Eventually I decided to go overseas. I had a system of signs I had left behind in the places I had visited for possible survivors, all led to Los Angles International Airport. I had left behind a note on a hangar stating that I would be there every year on the winter solstice, drawing a simple diagram of how the stars would appear at that time. It was there and soon after that, on January 8th, that I left LA heading west to see what I might find in the far east.

I traveled extensively in China and Eastern Russia that first year overseas, also swinging over to Japan briefly to see if anyone had held out in Tokyo. I found more of the same, of course. I went back to LA in mid December to find my note apparently unread. I waited there a few weeks and headed west again, this time hopping all the way to Europe. I found nothing again.

The third year out I went to India. I found myself less hunting other people and more exploring the region and taking in the scenery. It was there, in the countryside, that I found the beetle.

It was huge, the size of a golf cart only flatter, with a shell that was jet black and shiny. It was eating brush. I watched it tor days before I got up the nerve to get close. It didn't seem to notice me, though I made sure to stay out of the way of it's mouth. On closer inspection I saw that it didn't just eat shrubs, it consumed everything it came across. And it was growing. Within two weeks of finding it it had doubled in size, eating continuously, leaving nothing but dirt in it's wake. The thought of killing it crossed my mind several times, but it was too much of a novelty to kill, and besides that it was my only companion. I watched it eat and grow for another three months, until it was time to return to LA. By this point it was a behemoth, more than two stories tall and still growing.

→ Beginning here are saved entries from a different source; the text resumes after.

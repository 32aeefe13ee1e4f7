use chrono::{DateTime, Utc};
use rust_decimal::Decimal;
use serde::{Deserialize, Serialize};
use sqlx::FromRow;
use std::collections::HashMap;
use utoipa::ToSchema;
use uuid::Uuid;
use validator::Validate;

use crate::catalog::Product;
use crate::pricing::PriceCalculator;

/// Most units of one product a cart line may hold
pub const MAX_LINE_QUANTITY: i32 = 1000;

/// Line item stored in a cart
///
/// `unit_price` and `unit_discount` are captured when the product is first
/// added and feed checkout; display data is always resolved live.
#[derive(Debug, Clone, PartialEq, Serialize, Deserialize, FromRow)]
pub struct CartItem {
    pub user_id: Uuid,
    pub product_id: Uuid,
    pub quantity: i32,
    pub size: Option<String>,
    pub color: Option<String>,
    pub unit_price: Decimal,
    pub unit_discount: Decimal,
    pub added_at: DateTime<Utc>,
}

/// A user's cart; at most one line per product
#[derive(Debug, Clone, PartialEq, Serialize, Deserialize)]
pub struct Cart {
    pub user_id: Uuid,
    pub items: Vec<CartItem>,
    pub created_at: DateTime<Utc>,
    pub updated_at: DateTime<Utc>,
}

impl Cart {
    pub fn is_empty(&self) -> bool {
        self.items.is_empty()
    }

    pub fn product_ids(&self) -> Vec<Uuid> {
        self.items.iter().map(|item| item.product_id).collect()
    }
}

/// Line item about to be merged into a cart
#[derive(Debug, Clone, PartialEq)]
pub struct NewCartItem {
    pub product_id: Uuid,
    pub quantity: i32,
    pub size: Option<String>,
    pub color: Option<String>,
    pub unit_price: Decimal,
    pub unit_discount: Decimal,
}

/// Request body for POST /api/cart/items
#[derive(Debug, Clone, Deserialize, Validate, ToSchema)]
pub struct AddCartItemRequest {
    pub product_id: Uuid,
    #[validate(range(min = 1, max = 1000, message = "Quantity must be between 1 and 1000"))]
    #[schema(example = 1, minimum = 1, maximum = 1000)]
    pub quantity: i32,
    #[schema(example = "M")]
    pub size: Option<String>,
    #[schema(example = "white")]
    pub color: Option<String>,
}

/// Request body for PATCH /api/cart/items/:product_id
#[derive(Debug, Clone, Deserialize, Validate, ToSchema)]
pub struct UpdateCartItemRequest {
    #[validate(range(min = 1, max = 1000, message = "Quantity must be between 1 and 1000"))]
    #[schema(minimum = 1, maximum = 1000)]
    pub quantity: i32,
}

/// Cart line resolved against the live catalog
#[derive(Debug, Clone, Serialize, ToSchema)]
pub struct CartLineView {
    pub product_id: Uuid,
    pub name: Option<String>,
    pub slug: Option<String>,
    pub image: Option<String>,
    /// Current effective product price, which may differ from `unit_price`
    pub current_price: Option<Decimal>,
    /// False once the product is deleted or out of stock
    pub available: bool,
    pub quantity: i32,
    pub size: Option<String>,
    pub color: Option<String>,
    pub unit_price: Decimal,
    pub unit_discount: Decimal,
    pub line_total: Decimal,
}

/// Cart with totals computed at read time
#[derive(Debug, Clone, Serialize, ToSchema)]
pub struct CartView {
    pub user_id: Uuid,
    pub items: Vec<CartLineView>,
    pub item_count: i32,
    pub total_price: Decimal,
    pub total_discount: Decimal,
}

impl CartView {
    /// Resolve a cart against `products`, which must carry fresh derived fields
    pub fn build(cart: &Cart, products: &[Product]) -> Self {
        let by_id: HashMap<Uuid, &Product> = products.iter().map(|p| (p.id, p)).collect();

        let items: Vec<CartLineView> = cart
            .items
            .iter()
            .map(|item| {
                let product = by_id.get(&item.product_id).copied();
                CartLineView {
                    product_id: item.product_id,
                    name: product.map(|p| p.name.clone()),
                    slug: product.map(|p| p.slug.clone()),
                    image: product.and_then(|p| p.primary_image().map(str::to_string)),
                    current_price: product.map(Product::effective_price),
                    available: product.is_some_and(|p| !p.is_deleted && p.in_stock()),
                    quantity: item.quantity,
                    size: item.size.clone(),
                    color: item.color.clone(),
                    unit_price: item.unit_price,
                    unit_discount: item.unit_discount,
                    line_total: PriceCalculator::calculate_subtotal(item.quantity, item.unit_price),
                }
            })
            .collect();

        let total_price = cart
            .items
            .iter()
            .map(|item| PriceCalculator::calculate_subtotal(item.quantity, item.unit_price))
            .sum();
        let total_discount = cart
            .items
            .iter()
            .map(|item| PriceCalculator::calculate_subtotal(item.quantity, item.unit_discount))
            .sum();

        Self {
            user_id: cart.user_id,
            item_count: cart.items.iter().map(|item| item.quantity).sum(),
            items,
            total_price,
            total_discount,
        }
    }
}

When I arrived in LA i took a few days to eat and rest, as three months following a giant beetle can take it's toll on a man. I didn't spend too much time trying to ponder it's nature, there was something unsettling about thinking down that road. I was eating a MRE in the RV I had parked by the hangar when I herd the most beautiful sound of my life.

"Hello?"

I jumped like I had been shot. It was a woman, my age, with her right hand on a holstered gun. She and I cautiously eased toward one another. She told me that she saw my sign. I was shaking. She asked how many people were with me. I said I was alone. She said she was too, and then we embraced without speaking another word. I don't think one human being has ever felt so happy to see another.

Over the next months we talked non stop. We traded stories.I told her of the beetle, she told me of her loneliness and depression. She had spent most of the years looting pharmacies for anything that would take the dire reality away before she finally decided to go out and live life, even if she had to do it alone. She had been looking for airplane fuel when she saw my sign. We fell in love and in the spring decided to leave the withering city and headed for the mountains.

One morning I awoke in our tent and, seeing that she wasn't by my side, rushed out to find her at a nearby lookout that faced to the west. She was staring off in the distance. I ran to her side to see what she was watching. The beetle was coming in from the sea, more massive than the mountain I was on, his back blanketed by the clouds, and he was eating everything but the dirt.